Making a bootable usb is absurdly easy.
How/Why does cat write a bootable ISO to a device
Assuming here that the usb is /dev/sdb
cat file.iso > /dev/sdb
I don't understand why you don't just clone the first disk you installed to then tweak the few things you need to change, like /etc/hostname, maybe nic ids, there's not a lot that requires customization.
Wnen I used to do a lot of distro support, one of the most frequent problems we encountered was people burning the install cd/dvd using too high a speed, which led to corruptions in the optical disk data, which led to strange failures. Also, of course, low quality optical disks cause issues as well. Audio and Video optical disks support a significant amount of data corruption for playback, which is why they still work when scratched etc, but that type of corruption makes binary data like you'd find on an install iso totally fail, or fail in odd unpredictable ways.
USB is obviously the preferred method because you don't have those types of issues in general, plus you don't have to keep making disks that you are going to throw away, but not all machines boot from usb.
[added in response to comment]
First, when you 'copy' data, that's not the same as writing it with cat to the usb device. cp vs cat > that is, though cat or dd do copy the data directly without any changes to the usb device, while cp would copy the data to a partition made on the device, which would not be bootable of course. So that wasn't clear. If you used cat as I indicated, then you have another issue, possibly a bad usb drive, possibly the machine does not support boot from usb, possibly you didn't trigger the boot menu option to boot from the usb device.
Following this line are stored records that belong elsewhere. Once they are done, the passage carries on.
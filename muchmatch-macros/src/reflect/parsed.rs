use syn::{
    parse::{Parse, ParseStream, Result as ParseResult},
    spanned::Spanned,
    Attribute, Data, DeriveInput, Error, Fields, Generics, Ident, Index, LitStr, Member,
    Visibility,
};

/// Parsed input of the `Reflect` derive macro.
pub(crate) struct Parsed {
    pub ident: Ident,
    pub generics: Generics,
    pub attribs: ContainerAttribs,
    pub fields: Vec<ParsedField>,
}

#[derive(Default)]
pub(crate) struct ContainerAttribs {
    pub display: bool,
    pub methods: bool,
    pub transparent: bool,
    pub rename: Option<LitStr>,
}

pub(crate) struct ParsedField {
    pub member: Member,
    pub name: String,
    pub hidden: bool,
}

impl Parse for Parsed {
    fn parse(input: ParseStream<'_>) -> ParseResult<Self> {
        let input = input.parse::<DeriveInput>()?;

        let Data::Struct(data) = input.data else {
            return Err(Error::new(
                input.ident.span(),
                "Reflect can only be derived for structs",
            ));
        };

        let attribs = ContainerAttribs::parse(&input.attrs)?;

        let mut fields = Vec::new();
        let named = matches!(data.fields, Fields::Named(_));
        for (index, field) in data.fields.into_iter().enumerate() {
            let mut skip = false;
            let mut hidden = !matches!(field.vis, Visibility::Public(_));

            for attr in field.attrs.iter().filter(|attr| attr.path().is_ident("reflect")) {
                attr.parse_nested_meta(|meta| {
                    if meta.path.is_ident("skip") {
                        skip = true;
                    } else if meta.path.is_ident("hidden") {
                        hidden = true;
                    } else {
                        return Err(meta.error("unknown field attribute"));
                    }

                    Ok(())
                })?;
            }

            if skip {
                continue;
            }

            let (member, name) = match field.ident {
                Some(ident) if named => {
                    let name = ident.to_string().trim_start_matches("r#").to_owned();

                    (Member::Named(ident), name)
                }
                _ => {
                    let name = index.to_string();
                    let index = Index {
                        index: u32::try_from(index)
                            .map_err(|_| Error::new(field.ty.span(), "too many fields"))?,
                        span: field.ty.span(),
                    };

                    (Member::Unnamed(index), name)
                }
            };

            fields.push(ParsedField {
                member,
                name,
                hidden,
            });
        }

        if attribs.transparent && fields.len() != 1 {
            return Err(Error::new(
                input.ident.span(),
                "transparent requires exactly one reflected field",
            ));
        }

        Ok(Self {
            ident: input.ident,
            generics: input.generics,
            attribs,
            fields,
        })
    }
}

impl ContainerAttribs {
    fn parse(attrs: &[Attribute]) -> ParseResult<Self> {
        let mut ret = Self::default();

        for attr in attrs.iter().filter(|attr| attr.path().is_ident("reflect")) {
            attr.parse_nested_meta(|meta| {
                if meta.path.is_ident("display") {
                    ret.display = true;
                } else if meta.path.is_ident("methods") {
                    ret.methods = true;
                } else if meta.path.is_ident("transparent") {
                    ret.transparent = true;
                } else if meta.path.is_ident("rename") {
                    ret.rename = Some(meta.value()?.parse()?);
                } else {
                    return Err(meta.error("unknown container attribute"));
                }

                Ok(())
            })?;
        }

        Ok(ret)
    }
}
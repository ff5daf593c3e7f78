use std::fmt::{Formatter, Result as FmtResult};

use crate::value::Value;

use super::Matcher;

/// Matches every value.
pub fn any() -> Any {
    Any
}

/// Matches no value.
pub fn none() -> Never {
    Never
}

#[must_use]
#[derive(Clone, Copy, Debug)]
pub struct Any;

impl Matcher for Any {
    fn matches(&self, _actual: &Value) -> (bool, String) {
        (true, String::new())
    }

    fn fmt(&self, f: &mut Formatter<'_>) -> FmtResult {
        write!(f, "Any()")
    }
}

#[must_use]
#[derive(Clone, Copy, Debug)]
pub struct Never;

impl Matcher for Never {
    fn matches(&self, _actual: &Value) -> (bool, String) {
        (false, "None() never matches".into())
    }

    fn fmt(&self, f: &mut Formatter<'_>) -> FmtResult {
        write!(f, "None()")
    }
}

impl_reflect!(Any, Never);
However, because cat is so easy and simple to remember, there's no reason to complicate the matter further. Note that the iso contains the bootloader. The link I posted has some good explanations of this process so I won't repeat them here. But if you cat the iso to the usb correctly, and if it does not boot, you have another, unrelated issue. For example, several of my systems don't support booting from usb, they are older.
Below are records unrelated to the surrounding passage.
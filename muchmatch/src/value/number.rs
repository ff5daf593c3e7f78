use std::cmp::Ordering;

use super::{Precision, Value};

/// Numeric value used for exact comparisons across integer and floating
/// point types.
#[derive(Copy, Clone, Debug)]
pub enum Number {
    Int(i128),
    Uint(u128),
    Float(f64),
}

/// `2^127`, the first float that is larger than every `i128`.
const INT_LIMIT: f64 = 170_141_183_460_469_231_731_687_303_715_884_105_728.0;

/// `2^128`, the first float that is larger than every `u128`.
const UINT_LIMIT: f64 = 340_282_366_920_938_463_463_374_607_431_768_211_456.0;

impl Number {
    /// Extract the number of a numeric value, looking through objects.
    ///
    /// The returned flag is `true` for single precision floats.
    #[must_use]
    pub fn from_value(value: &Value) -> Option<(Self, bool)> {
        match value.peel() {
            Value::Int { value, .. } => Some((Self::Int(*value), false)),
            Value::Uint { value, .. } => Some((Self::Uint(*value), false)),
            Value::Float {
                value, precision, ..
            } => Some((Self::Float(*value), *precision == Precision::Single)),
            _ => None,
        }
    }

    /// Round floating point numbers to single precision.
    #[must_use]
    #[allow(clippy::cast_possible_truncation)]
    pub fn to_single(self) -> Self {
        match self {
            Self::Float(value) => Self::Float(f64::from(value as f32)),
            int => int,
        }
    }
}

impl PartialEq for Number {
    fn eq(&self, other: &Self) -> bool {
        self.partial_cmp(other) == Some(Ordering::Equal)
    }
}

impl PartialOrd for Number {
    fn partial_cmp(&self, other: &Self) -> Option<Ordering> {
        match (*self, *other) {
            (Self::Int(a), Self::Int(b)) => Some(a.cmp(&b)),
            (Self::Uint(a), Self::Uint(b)) => Some(a.cmp(&b)),
            (Self::Float(a), Self::Float(b)) => a.partial_cmp(&b),
            (Self::Int(a), Self::Uint(b)) => Some(cmp_int_uint(a, b)),
            (Self::Uint(a), Self::Int(b)) => Some(cmp_int_uint(b, a).reverse()),
            (Self::Int(a), Self::Float(b)) => cmp_int_float(a, b),
            (Self::Float(a), Self::Int(b)) => cmp_int_float(b, a).map(Ordering::reverse),
            (Self::Uint(a), Self::Float(b)) => cmp_uint_float(a, b),
            (Self::Float(a), Self::Uint(b)) => cmp_uint_float(b, a).map(Ordering::reverse),
        }
    }
}

fn cmp_int_uint(int: i128, uint: u128) -> Ordering {
    match u128::try_from(int) {
        Ok(int) => int.cmp(&uint),
        Err(_) => Ordering::Less,
    }
}

#[allow(clippy::cast_possible_truncation)]
fn cmp_int_float(int: i128, float: f64) -> Option<Ordering> {
    if float.is_nan() {
        return None;
    }
    if float >= INT_LIMIT {
        return Some(Ordering::Less);
    }
    if float < -INT_LIMIT {
        return Some(Ordering::Greater);
    }

    let truncated = float.trunc();
    match int.cmp(&(truncated as i128)) {
        Ordering::Equal => 0.0_f64.partial_cmp(&(float - truncated)),
        ordering => Some(ordering),
    }
}

#[allow(clippy::cast_possible_truncation, clippy::cast_sign_loss)]
fn cmp_uint_float(uint: u128, float: f64) -> Option<Ordering> {
    if float.is_nan() {
        return None;
    }
    if float >= UINT_LIMIT {
        return Some(Ordering::Less);
    }
    if float < 0.0 {
        return Some(Ordering::Greater);
    }

    let truncated = float.trunc();
    match uint.cmp(&(truncated as u128)) {
        Ordering::Equal => 0.0_f64.partial_cmp(&(float - truncated)),
        ordering => Some(ordering),
    }
}
//! The [`value`](self) module defines the dynamic [`Value`] every matcher
//! operates on, and the [`Reflect`] trait that produces it from ordinary
//! rust values.
//!
//! A [`Value`] is an owned, acyclic snapshot of the reflected data. Because
//! reflection never follows weak back-edges, every algorithm working on a
//! [`Value`] (rendering, comparing, searching) terminates.

mod diff;
mod number;
mod reflect;
mod render;

use std::borrow::Cow;
use std::fmt::{Debug, Display, Formatter, Result as FmtResult};
use std::sync::Arc;

use chrono::{DateTime, Utc};
use regex::Regex;
use thiserror::Error;

use crate::matcher::{Matcher, Predicate};

pub use diff::{diff, trim_diff, DIFF_PREFIX};
pub use number::Number;
pub use render::{plain, render, render_list, stringify, Style};

/// Types that can be converted into a dynamic [`Value`].
///
/// Implementations exist for the primitive types, strings, the standard
/// collections, smart pointers and time types. Records are usually
/// implemented using `#[derive(Reflect)]`.
pub trait Reflect {
    /// Name of the type as it is used in rendered values.
    fn type_name() -> Cow<'static, str>;

    /// Take a snapshot of `self` as dynamic [`Value`].
    fn reflect(&self) -> Value;
}

/// Runtime kind of a [`Value`].
#[derive(Copy, Clone, Debug, Eq, PartialEq, Hash)]
pub enum Kind {
    Text,
    SignedInt,
    UnsignedInt,
    Float,
    Complex,
    Sequence,
    Mapping,
    Record,
    Pointer,
    Other,
}

impl Kind {
    /// Returns `true` for the signed, unsigned and floating point kinds.
    #[must_use]
    pub fn is_numeric(self) -> bool {
        matches!(self, Self::SignedInt | Self::UnsignedInt | Self::Float)
    }
}

/// Precision of a floating point (or complex) value.
#[derive(Copy, Clone, Debug, Eq, PartialEq, Hash)]
pub enum Precision {
    Single,
    Double,
}
use std::fmt::{Formatter, Result as FmtResult};

use crate::value::{render, Reflect, Value};

use super::{to_matcher, Matcher, MatcherExt, SharedMatcher};

/// Matches texts, sequences and mappings whose length matches `len`.
///
/// `len` may be a plain number or any matcher, like [`between`](super::between).
/// The length of a text is its length in bytes.
pub fn len<T: Reflect>(len: T) -> Len {
    let len = len.reflect();

    Len {
        matcher: to_matcher(len.clone()),
        len,
    }
}

#[must_use]
#[derive(Clone, Debug)]
pub struct Len {
    len: Value,
    matcher: SharedMatcher,
}

impl Matcher for Len {
    fn matches(&self, actual: &Value) -> (bool, String) {
        let Some(length) = actual.length() else {
            return (
                false,
                format!("{}: length unavailable: {}", self.describe(), render(actual)),
            );
        };

        if self.matcher.matches(&length.reflect()).0 {
            (true, String::new())
        } else {
            (
                false,
                format!("{}: got {length}: {}", self.describe(), render(actual)),
            )
        }
    }

    fn fmt(&self, f: &mut Formatter<'_>) -> FmtResult {
        write!(f, "Len({})", render(&self.len))
    }
}

impl_reflect!(Len);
Second, no, I wouldn't clone a disk from a running os, from itself, that is, that's because the running os has a lot of stuff happening live which I don't want to copy to a clone, logs, all kinds of stuff, you clone it once you've gotten the install on it exactly the way you want all the machines to be. Since you have > 1 machines, that's easy, just boot from a live system maintenance cd, and do the cloning from there, that way you know that the cloned disk is going to be the same as the resulting disk. ultimate boot cd has a lot of options like that, parted magic for example give you a good working environment.
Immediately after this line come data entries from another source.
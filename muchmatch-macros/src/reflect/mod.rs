mod parsed;
mod reflected;

use proc_macro2::TokenStream;
use quote::ToTokens;
use syn::parse2;

use parsed::Parsed;
use reflected::Reflected;

pub(crate) fn exec(input: TokenStream) -> TokenStream {
    let parsed = match parse2::<Parsed>(input) {
        Ok(parsed) => parsed,
        Err(err) => return err.to_compile_error(),
    };

    let reflected = match Reflected::new(parsed) {
        Ok(reflected) => reflected,
        Err(err) => return err.to_compile_error(),
    };

    #[allow(clippy::let_and_return)]
    let tokens = reflected.into_token_stream();

    #[cfg(feature = "debug")]
    println!("\nReflect:\n{tokens:#}\n");

    tokens
}
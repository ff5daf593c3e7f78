use muchmatch::{any, between, method, values, Invoke, InvokeError, MatcherExt, Reflect, Value};

use crate::{failure, success};

#[derive(Clone, Reflect)]
#[reflect(methods)]
struct Counter {
    pub count: i32,
}

impl Invoke for Counter {
    fn invoke(&self, method: &str, args: &[Value]) -> Result<Vec<Value>, InvokeError> {
        match (method, args) {
            ("Count", []) => Ok(values![self.count]),
            ("Split", []) => Ok(values![self.count / 2, self.count % 2]),
            ("Add", [Value::Int { value, .. }]) => {
                let value = i64::try_from(*value)
                    .map_err(|_| InvokeError::InvalidArguments("argument out of range".into()))?;

                Ok(values![i64::from(self.count) + value])
            }
            ("Add", args) => Err(InvokeError::InvalidArguments(format!(
                "expected one integer, got {}",
                args.len()
            ))),
            ("Fail", _) => Err(InvokeError::Failed("counter is broken".into())),
            _ => Err(InvokeError::NotDefined),
        }
    }
}

const COUNTER: &str = "Counter{count:5}";

#[test]
fn title() {
    assert_eq!(method("Count", values![5_i32]).describe(), "Method(Count)");
}

#[test]
fn return_values() {
    let counter = Counter { count: 5 };

    success(&method("Count", values![5_i32]), &counter);
    success(&method("Count", values![between(1_i32, 9_i32)]), &counter);
    success(&method("Split", values![2_i32, any()]), &counter);
    success(&method("Count", values![5_i32]), &std::rc::Rc::new(counter.clone()));

    assert_eq!(
        failure(&method("Count", values![6_i32]), &counter),
        "Method(Count): return value at index 0 not matched: Equal(6): not equal: 5"
    );
    assert_eq!(
        failure(&method("Split", values![2_i32, 0_i32]), &counter),
        "Method(Split): return value at index 1 not matched: Equal(0): not equal: 1"
    );
}

#[test]
fn arguments() {
    let counter = Counter { count: 5 };

    success(&method("Add", values![7_i64]).with_args(values![2_i32]), &counter);

    assert_eq!(
        failure(&method("Add", values![7_i64]), &counter),
        format!("Method(Add): invocation failed: invalid arguments: expected one integer, got 0: {COUNTER}")
    );
}

#[test]
fn failures() {
    let counter = Counter { count: 5 };

    assert_eq!(
        failure(&method("Lorem", values![]), &counter),
        format!("Method(Lorem): not defined on: {COUNTER}")
    );
    assert_eq!(
        failure(&method("Count", values![]), &5_i32),
        "Method(Count): not defined on: 5"
    );
    assert_eq!(
        failure(&method("Fail", values![]), &counter),
        format!("Method(Fail): invocation failed: counter is broken: {COUNTER}")
    );
    assert_eq!(
        failure(&method("Split", values![2_i32]), &counter),
        format!("Method(Split): expected 2 return values, got 1, value: {COUNTER}")
    );
}
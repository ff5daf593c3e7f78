use std::rc::Rc;

use chrono::{DateTime, TimeZone, Utc};
use muchmatch::{same, same_pointer, MatcherExt, Reflect};

use crate::{failure, success};

#[derive(Clone, Reflect)]
struct Entry {
    pub message: &'static str,
    pub time: DateTime<Utc>,
}

#[derive(Reflect)]
struct Caller {
    pub file: &'static str,
}

fn entry() -> Entry {
    Entry {
        message: "lol",
        time: Utc.with_ymd_and_hms(2022, 8, 26, 13, 14, 58).unwrap(),
    }
}

const ENTRY: &str = r#"Entry{message:"lol", time:2022-08-26 13:14:58}"#;

#[test]
fn same_values() {
    let entry1 = Rc::new(entry());
    let entry2 = Rc::clone(&entry1);

    success(&same(Rc::clone(&entry1)), &entry2);
    success(&same(entry()), &entry());
    success(&same("Much"), &"Much");
    success(&same(123_i32), &123_i32);

    assert_eq!(
        failure(&same("Much"), &"Such"),
        r#"Same("Much"): not same: &str("Such")"#
    );
    assert_eq!(
        failure(&same(123_i32), &123_i16),
        "Same(123): not same: i16(123)"
    );
    assert_eq!(
        failure(&same("Much"), &String::from("Much")),
        r#"Same("Much"): not same: String("Much")"#
    );
}

#[test]
fn collections_are_never_same() {
    let items = vec![1_i32, 2];

    assert_eq!(
        failure(&same(items.clone()), &items),
        "Same([]i32{1, 2}): not same: []i32([]i32{1, 2})"
    );
}

#[test]
fn same_pointer_requires_identity() {
    let entry1 = Rc::new(entry());
    let entry2 = Rc::clone(&entry1);

    success(&same_pointer(Rc::clone(&entry1)), &entry2);

    let text = Rc::new(String::from("Much"));
    success(&same_pointer(Rc::clone(&text)), &Rc::clone(&text));

    assert_eq!(
        failure(&same_pointer(entry()), &entry()),
        format!("SamePointer({ENTRY}): not pointer: {ENTRY}")
    );
    assert_eq!(
        failure(&same_pointer(Rc::clone(&entry1)), &Rc::new(Caller { file: "much.rs" })),
        format!(r#"SamePointer(*{ENTRY}): not same type: *Caller{{file:"much.rs"}}"#)
    );
    assert_eq!(
        failure(&same_pointer(Rc::clone(&entry1)), &Rc::new(entry())),
        format!("SamePointer(*{ENTRY}): not same: *{ENTRY}")
    );
}

#[test]
fn same_pointer_prechecks_render_plain_values() {
    let number = Rc::new(5_i32);

    assert_eq!(
        failure(&same_pointer(Rc::clone(&number)), &5_i32),
        "SamePointer(*5): not pointer: 5"
    );
    assert_eq!(
        failure(&same_pointer(Rc::clone(&number)), &"Much"),
        r#"SamePointer(*5): not pointer: "Much""#
    );
    assert_eq!(
        failure(&same_pointer(number), &Rc::new(5_i64)),
        "SamePointer(*5): not same type: *5"
    );
}

#[test]
fn failure_contains_diff() {
    let (ok, desc) = same(Entry {
        message: "much",
        ..entry()
    })
    .check(&entry());

    assert!(!ok);
    assert!(desc.contains("\n\n\tDiff:\n"), "{desc}");
    assert!(desc.contains(r#"-   message: "much","#), "{desc}");
    assert!(desc.contains(r#"+   message: "lol","#), "{desc}");
}
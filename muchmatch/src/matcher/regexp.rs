use std::fmt::{Formatter, Result as FmtResult};

use regex::Regex;

use crate::value::{plain, render, Reflect, Value};
use crate::MatcherError;

use super::{Matcher, MatcherExt};

/// Matches values whose text form matches the regular expression `pattern`.
///
/// `pattern` may be a text or an already compiled [`Regex`].
///
/// # Errors
/// Returns [`MatcherError::InvalidRegex`] if the pattern can not be compiled.
pub fn regexp<T: Reflect>(pattern: T) -> Result<Regexp, MatcherError> {
    let pattern = pattern.reflect();

    if let Value::Regex(regex) = pattern {
        return Ok(Regexp::new(regex));
    }

    let pattern = plain(&pattern);

    match Regex::new(&pattern) {
        Ok(regex) => Ok(Regexp::new(regex)),
        Err(err) => Err(MatcherError::invalid_regex(pattern, err)),
    }
}

#[must_use]
#[derive(Clone, Debug)]
pub struct Regexp {
    regex: Regex,
}

impl Regexp {
    pub fn new(regex: Regex) -> Self {
        Self { regex }
    }
}

impl Matcher for Regexp {
    fn matches(&self, actual: &Value) -> (bool, String) {
        let text = plain(actual);

        if self.regex.is_match(&text) {
            (true, String::new())
        } else {
            (
                false,
                format!("{}: not matched: {}", self.describe(), render(actual)),
            )
        }
    }

    fn fmt(&self, f: &mut Formatter<'_>) -> FmtResult {
        write!(f, "Regexp(`{}`)", self.regex.as_str())
    }
}

impl_reflect!(Regexp);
There's an alternate way to do it, which is to clone just the partition the root drive is on. That's what I would lean towards doing because it avoids potential issues with cloning different sized disks, but then you have to manually install grub onto the system, a true disk clone clones the boot sector as well. I'm not sure about clonezilla for example, ideally you can clone just the partition and boot sector, some cloning tools support that option, others don't.
Note that you can also simply connect the two disks (to be cloned, and clone) to a different running system if you have external usb drive devices, then clone them that way, that's easy.
[update 2, in response] Note that if you get a specific error message, just google it, and you'll find the answer, which is probably maybe this:
https://askubuntu.com/questions/256739/ubuntu-12-10-wont-boot-from-usb-isolinux-bin-missing-or-corrupt
I came across this problem(isolinux.bin missing or corrupt) recently.
The flash disk is made by dd, the iso file is of 12.04.3 64 bit. I fix
this by change BIOS setting: change
USB Flash Drive Emulation Type
from 'auto' to 'hard drive'. Hope this helps.
It's also possible your downloaded iso is corrupted, which you can verify by checking it's md5 sum.
https://bbs.archlinux.org/viewtopic.php?id=107241
note that you don't need to pay attention to the dd stuff in that thread, cat is easier. I assume you did the cat as root?